"The Fabian Waltz" is a witty romance set against the backdrop of late Victorian London, where poverty is all but ignored. Playwright George Bernard Shaw's life and work are upended by a challenging woman he cannot win. Shaw and his fellow Fabians fight for social justice and discover love along the way.
With a healthy dose of wit, a sprinkle of charm, and a strong foundation in the historical, Hall deftly brings luminaries of literature and economics to life in this stylized romance set against the backdrop of England at the end of the Victorian era. Told from the viewpoints of Oscar Wilde, George Bernard Shaw, Beatrice Potter, and others, the author employs several narrative modes to spin his yarn, with excerpts from private diaries and key passages written in an epistolary format. Each voice is quite distinct, some bombastic and pompous and others refined and searching.
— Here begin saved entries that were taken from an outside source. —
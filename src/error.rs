//! Shared error utilities used across the compilation pipeline.
//!
//! Diagnostics are kept lightweight on purpose – each error carries its
//! class, a message, and the offending source line with a caret pointing at
//! the byte where the problem was detected. The three variants mirror the
//! three stages that can fail: scanning, grammar, and the symbol/label
//! checks layered on top of the grammar.

use snafu::Snafu;

pub type CompileResult<T> = Result<T, CompileError>;

#[derive(Debug, Snafu)]
pub enum CompileError {
  #[snafu(display("lexing error: {message}\n{source_line}\n{marker}"))]
  Lexical {
    message: String,
    source_line: String,
    marker: String,
  },

  #[snafu(display("syntax error: {message}\n{source_line}\n{marker}"))]
  Syntax {
    message: String,
    source_line: String,
    marker: String,
  },

  #[snafu(display("semantic error: {message}\n{source_line}\n{marker}"))]
  Semantic {
    message: String,
    source_line: String,
    marker: String,
  },
}

impl CompileError {
  /// Construct a lexical error anchored at a byte offset in the source.
  pub fn lexical(source: &str, loc: usize, message: impl Into<String>) -> Self {
    let (source_line, marker) = render_context(source, loc);
    Self::Lexical {
      message: message.into(),
      source_line,
      marker,
    }
  }

  /// Construct a syntax error anchored at a byte offset in the source.
  pub fn syntax(source: &str, loc: usize, message: impl Into<String>) -> Self {
    let (source_line, marker) = render_context(source, loc);
    Self::Syntax {
      message: message.into(),
      source_line,
      marker,
    }
  }

  /// Construct a semantic error anchored at a byte offset in the source.
  pub fn semantic(source: &str, loc: usize, message: impl Into<String>) -> Self {
    let (source_line, marker) = render_context(source, loc);
    Self::Semantic {
      message: message.into(),
      source_line,
      marker,
    }
  }
}

/// Extract the line containing `loc` and build a caret marker underneath it.
fn render_context(source: &str, loc: usize) -> (String, String) {
  let safe_loc = loc.min(source.len());
  let line_start = source[..safe_loc].rfind('\n').map_or(0, |i| i + 1);
  let line_end = source[safe_loc..]
    .find('\n')
    .map_or(source.len(), |i| safe_loc + i);
  let line_no = source[..line_start].matches('\n').count() + 1;

  let prefix = format!("line {line_no}: ");
  let source_line = format!("{prefix}{}", &source[line_start..line_end]);
  let column = source[line_start..safe_loc].chars().count();
  let marker = format!("{}^", " ".repeat(prefix.chars().count() + column));
  (source_line, marker)
}
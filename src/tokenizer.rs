//! Lexical analysis: turns the raw input string into a vector of tokens.
//!
//! The tokenizer is intentionally tiny – it knows nothing about semantics
//! beyond recognising operators, literals, and the fixed keyword set.
//! Newlines are significant (they terminate statements) and are emitted as
//! tokens of their own; every other whitespace character is skipped.
//! Multi-character operators are matched with one byte of lookahead before
//! single-character ones to avoid ambiguity.

use crate::error::{CompileError, CompileResult};

/// Kinds of tokens recognised by the front-end.
#[derive(Debug, Clone, Copy, PartialEq, Eq)]
pub enum TokenKind {
  Eof,
  Newline,
  Number,
  Ident,
  Str,
  // Keywords
  Label,
  Goto,
  Print,
  Input,
  Let,
  If,
  Then,
  EndIf,
  While,
  Repeat,
  EndWhile,
  // Operators
  Eq,
  Plus,
  Minus,
  Asterisk,
  Slash,
  EqEq,
  NotEq,
  Lt,
  LtEq,
  Gt,
  GtEq,
}

impl TokenKind {
  /// Wording used on the "expected …" side of diagnostics.
  pub fn describe(self) -> &'static str {
    match self {
      Self::Eof => "end of input",
      Self::Newline => "newline",
      Self::Number => "a number",
      Self::Ident => "an identifier",
      Self::Str => "a string",
      Self::Label => "LABEL",
      Self::Goto => "GOTO",
      Self::Print => "PRINT",
      Self::Input => "INPUT",
      Self::Let => "LET",
      Self::If => "IF",
      Self::Then => "THEN",
      Self::EndIf => "ENDIF",
      Self::While => "WHILE",
      Self::Repeat => "REPEAT",
      Self::EndWhile => "ENDWHILE",
      Self::Eq => "\"=\"",
      Self::Plus => "\"+\"",
      Self::Minus => "\"-\"",
      Self::Asterisk => "\"*\"",
      Self::Slash => "\"/\"",
      Self::EqEq => "\"==\"",
      Self::NotEq => "\"!=\"",
      Self::Lt => "\"<\"",
      Self::LtEq => "\"<=\"",
      Self::Gt => "\">\"",
      Self::GtEq => "\">=\"",
    }
  }
}

/// Map a completed identifier run to its keyword kind, if it is one.
/// Matching is exact and case-sensitive: `print` is an identifier.
fn keyword_kind(text: &str) -> Option<TokenKind> {
  let kind = match text {
    "LABEL" => TokenKind::Label,
    "GOTO" => TokenKind::Goto,
    "PRINT" => TokenKind::Print,
    "INPUT" => TokenKind::Input,
    "LET" => TokenKind::Let,
    "IF" => TokenKind::If,
    "THEN" => TokenKind::Then,
    "ENDIF" => TokenKind::EndIf,
    "WHILE" => TokenKind::While,
    "REPEAT" => TokenKind::Repeat,
    "ENDWHILE" => TokenKind::EndWhile,
    _ => return None,
  };
  Some(kind)
}

/// Thin wrapper for lexical information needed by later stages.
///
/// Tokens borrow nothing: they record a byte span into the source and the
/// text is recovered with [`token_text`]. For string literals the span
/// covers the body only, quotes excluded.
#[derive(Debug, Clone, Copy)]
pub struct Token {
  pub kind: TokenKind,
  pub loc: usize,
  pub len: usize,
}

impl Token {
  /// Convenience constructor to keep the `tokenize` loop readable.
  pub fn new(kind: TokenKind, loc: usize, len: usize) -> Self {
    Self { kind, loc, len }
  }
}

/// Lex the input into a flat vector of tokens terminated by an `Eof` marker.
///
/// The caller is expected to hand in newline-terminated source (the pipeline
/// entry point appends one) so that the last statement always ends in a
/// `Newline` token.
pub fn tokenize(input: &str) -> CompileResult<Vec<Token>> {
  let mut tokens = Vec::new();
  let bytes = input.as_bytes();
  let mut i = 0;

  while i < bytes.len() {
    let c = bytes[i];

    // Inter-token whitespace; newline is a token, not whitespace.
    if c == b' ' || c == b'\t' || c == b'\r' {
      i += 1;
      continue;
    }

    // Whole-line comment, consumed up to the newline.
    if c == b'#' {
      while i < bytes.len() && bytes[i] != b'\n' {
        i += 1;
      }
      continue;
    }

    if c == b'\n' {
      tokens.push(Token::new(TokenKind::Newline, i, 1));
      i += 1;
      continue;
    }

    let single = match c {
      b'+' => Some(TokenKind::Plus),
      b'-' => Some(TokenKind::Minus),
      b'*' => Some(TokenKind::Asterisk),
      b'/' => Some(TokenKind::Slash),
      _ => None,
    };
    if let Some(kind) = single {
      tokens.push(Token::new(kind, i, 1));
      i += 1;
      continue;
    }

    // Two-character-or-one operators, split on one byte of lookahead.
    if matches!(c, b'=' | b'<' | b'>') {
      let (kind, len) = if bytes.get(i + 1) == Some(&b'=') {
        let kind = match c {
          b'=' => TokenKind::EqEq,
          b'<' => TokenKind::LtEq,
          _ => TokenKind::GtEq,
        };
        (kind, 2)
      } else {
        let kind = match c {
          b'=' => TokenKind::Eq,
          b'<' => TokenKind::Lt,
          _ => TokenKind::Gt,
        };
        (kind, 1)
      };
      tokens.push(Token::new(kind, i, len));
      i += len;
      continue;
    }

    // `!` is only legal as the first half of `!=`.
    if c == b'!' {
      if bytes.get(i + 1) == Some(&b'=') {
        tokens.push(Token::new(TokenKind::NotEq, i, 2));
        i += 2;
        continue;
      }
      let message = match input[i + 1..].chars().next() {
        Some(next) => format!("expected !=, got !{next}"),
        None => "expected !=, got end of input".to_string(),
      };
      return Err(CompileError::lexical(input, i, message));
    }

    if c == b'"' {
      let start = i + 1;
      let mut j = start;
      loop {
        match bytes.get(j) {
          None => {
            return Err(CompileError::lexical(input, i, "unterminated string"));
          }
          Some(b'"') => break,
          Some(&illegal) if matches!(illegal, b'\r' | b'\n' | b'\t' | b'\\' | b'%') => {
            return Err(CompileError::lexical(
              input,
              j,
              format!("illegal character in string: {:?}", illegal as char),
            ));
          }
          Some(_) => j += 1,
        }
      }
      tokens.push(Token::new(TokenKind::Str, start, j - start));
      i = j + 1;
      continue;
    }

    if c.is_ascii_digit() {
      let start = i;
      i += 1;
      while i < bytes.len() && bytes[i].is_ascii_digit() {
        i += 1;
      }
      if bytes.get(i) == Some(&b'.') {
        i += 1;
        // A decimal point must be followed by at least one digit.
        if !bytes.get(i).is_some_and(u8::is_ascii_digit) {
          return Err(CompileError::lexical(
            input,
            i,
            "illegal character in number",
          ));
        }
        while i < bytes.len() && bytes[i].is_ascii_digit() {
          i += 1;
        }
      }
      tokens.push(Token::new(TokenKind::Number, start, i - start));
      continue;
    }

    if c.is_ascii_alphabetic() {
      let start = i;
      i += 1;
      while i < bytes.len() && bytes[i].is_ascii_alphanumeric() {
        i += 1;
      }
      let kind = keyword_kind(&input[start..i]).unwrap_or(TokenKind::Ident);
      tokens.push(Token::new(kind, start, i - start));
      continue;
    }

    let invalid_char = input[i..].chars().next().unwrap_or('\0');
    return Err(CompileError::lexical(
      input,
      i,
      format!("unknown token: '{invalid_char}'"),
    ));
  }

  tokens.push(Token::new(TokenKind::Eof, input.len(), 0));
  Ok(tokens)
}

/// Return the slice from the source that produced this token.
pub fn token_text<'a>(token: &Token, source: &'a str) -> &'a str {
  let end = token.loc + token.len;
  &source[token.loc..end]
}

/// Human-friendly description used on the "got …" side of diagnostics.
pub fn describe_token(token: &Token, source: &str) -> String {
  match token.kind {
    TokenKind::Eof => "end of input".to_string(),
    TokenKind::Newline => "newline".to_string(),
    _ => format!("\"{}\"", token_text(token, source)),
  }
}
//! End-to-end tests over the whole pipeline, source text in, C text out.

use pretty_assertions::assert_eq;
use teenyc::{CompileError, compile};

#[test]
fn compiles_a_small_program_byte_for_byte() {
  let source = "LET a = 1\nPRINT \"hello\"\nPRINT a + 2\n";
  let expected = "#include <stdio.h>\n\
                  int main(void){\n\
                  float a;\n\
                  a = 1;\n\
                  printf(\"hello\\n\");\n\
                  printf(\"%.2f\\n\", (float)(a+2));\n\
                  return 0;\n\
                  }\n";
  assert_eq!(compile(source).expect("compile failed"), expected);
}

#[test]
fn input_reads_with_zero_fallback() {
  let expected = "#include <stdio.h>\n\
                  int main(void){\n\
                  float guess;\n\
                  if(0 == scanf(\"%f\", &guess)) {\n\
                  guess = 0;\n\
                  scanf(\"%*s\");\n\
                  }\n\
                  return 0;\n\
                  }\n";
  assert_eq!(compile("INPUT guess\n").expect("compile failed"), expected);
}

#[test]
fn while_loop_lowers_to_c_while() {
  let source = "LET n = 3\nWHILE n > 0 REPEAT\nPRINT n\nLET n = n - 1\nENDWHILE\n";
  let expected = "#include <stdio.h>\n\
                  int main(void){\n\
                  float n;\n\
                  n = 3;\n\
                  while(n>0){\n\
                  printf(\"%.2f\\n\", (float)(n));\n\
                  n = n-1;\n\
                  }\n\
                  return 0;\n\
                  }\n";
  assert_eq!(compile(source).expect("compile failed"), expected);
}

#[test]
fn label_and_goto_compile_regardless_of_direction() {
  let output = compile("LABEL loop\nPRINT \"hi\"\nGOTO loop\n").expect("compile failed");
  assert!(output.contains("loop:;\n"));
  assert!(output.contains("goto loop;\n"));

  // Forward reference: legal because the check runs at end of program.
  let output = compile("GOTO done\nPRINT 1\nLABEL done\n").expect("compile failed");
  assert!(output.contains("goto done;\n"));
}

#[test]
fn chained_comparison_is_emitted_verbatim() {
  let source = "LET a = 2\nLET b = 1\nIF a > b > 0 THEN\nPRINT \"yes\"\nENDIF\n";
  let output = compile(source).expect("compile failed");
  assert!(output.contains("if(a>b>0){\n"));
}

#[test]
fn undeclared_variable_fails_with_no_output() {
  let err = compile("PRINT x\n").unwrap_err();
  assert!(matches!(err, CompileError::Semantic { .. }));
  assert!(err.to_string().contains("referencing variable before assignment"));
}

#[test]
fn bare_expression_condition_fails() {
  let err = compile("IF 1 THEN\nPRINT \"ok\"\nENDIF\n").unwrap_err();
  assert!(matches!(err, CompileError::Syntax { .. }));
  assert!(err.to_string().contains("expected a comparison operator"));
}

#[test]
fn lexical_error_surfaces_from_compile() {
  let err = compile("LET a = 123.\n").unwrap_err();
  assert!(matches!(err, CompileError::Lexical { .. }));
}

#[test]
fn source_without_trailing_newline_still_compiles() {
  let output = compile("PRINT \"done\"").expect("compile failed");
  assert!(output.contains("printf(\"done\\n\");\n"));
}

#[test]
fn nested_control_structures() {
  let source = "LET i = 2\n\
                WHILE i > 0 REPEAT\n\
                IF i == 1 THEN\n\
                PRINT \"one\"\n\
                ENDIF\n\
                LET i = i - 1\n\
                ENDWHILE\n";
  let output = compile(source).expect("compile failed");
  assert!(output.contains("while(i>0){\n"));
  assert!(output.contains("if(i==1){\n"));
  // one close each for the IF, the WHILE, and main
  assert_eq!(output.matches("}\n").count(), 3);
}

#[test]
fn unary_signs_render_through() {
  let output = compile("LET x = -5\nPRINT +x\n").expect("compile failed");
  assert!(output.contains("x = -5;\n"));
  assert!(output.contains("printf(\"%.2f\\n\", (float)(x));\n"));
}

#[test]
fn comments_do_not_reach_the_output() {
  let output = compile("# setup\nLET a = 1 # trailing\nPRINT a\n").expect("compile failed");
  assert!(!output.contains('#'));
  assert!(output.contains("a = 1;\n"));
}

#[test]
fn identical_input_produces_identical_output() {
  let source = "LET a = 1\nLET b = 2\nIF a < b THEN\nPRINT \"lt\"\nENDIF\n";
  let first = compile(source).expect("compile failed");
  let second = compile(source).expect("compile failed");
  assert_eq!(first, second);
}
While the novel’s themes are plentiful and well-thought out, particularly its viewing of the lives of these characters through the sociopolitical lens of success and socialism, Hall’s wide-ranging interests preclude the page-turning plotting common in many popular historical novels. On the surface, the work appears to be an almost Shakespearean romance– ostensibly about the life of George Bernard Shaw, complete with theatrical dialog and over-the-top protestations worthy of the author of Man and Superman/s “Don Juan in Hell.” Hall relishes veering into vividly descriptive character studies that, while bright and sharp and rich with historic detail, nevertheless diminish the novel’s narrative urgency. The characters’ pontifical and pretentious turns of phrase are divisive by design: they’ll delight some readers and disenchant others.
The true strength of the piece lies in the flowing dialog and the unvarnished look at the these larger-than-life figures.Wilde’s guilt over the effects of his infamy on his beloved sons adds depth to a man too often depicted as merely profligate. Potter’s absolute devotion to her role as a woman and writer of intellectual substance is balanced by a quiet examination of her hopes and fears as a woman–not simply a social investigator or socialist. Coupled with quaint, evocative illustrations, the novel’s vibrancy and eloquent style offer an entertaining, illuminating study.
Takeaway: A charming, eloquent character study of Shaw and some of English lit’s luminaries.
Great for fans of: Peter Ackroyd’s The Last Testament of Oscar Wilde, Alan Ayckbourn.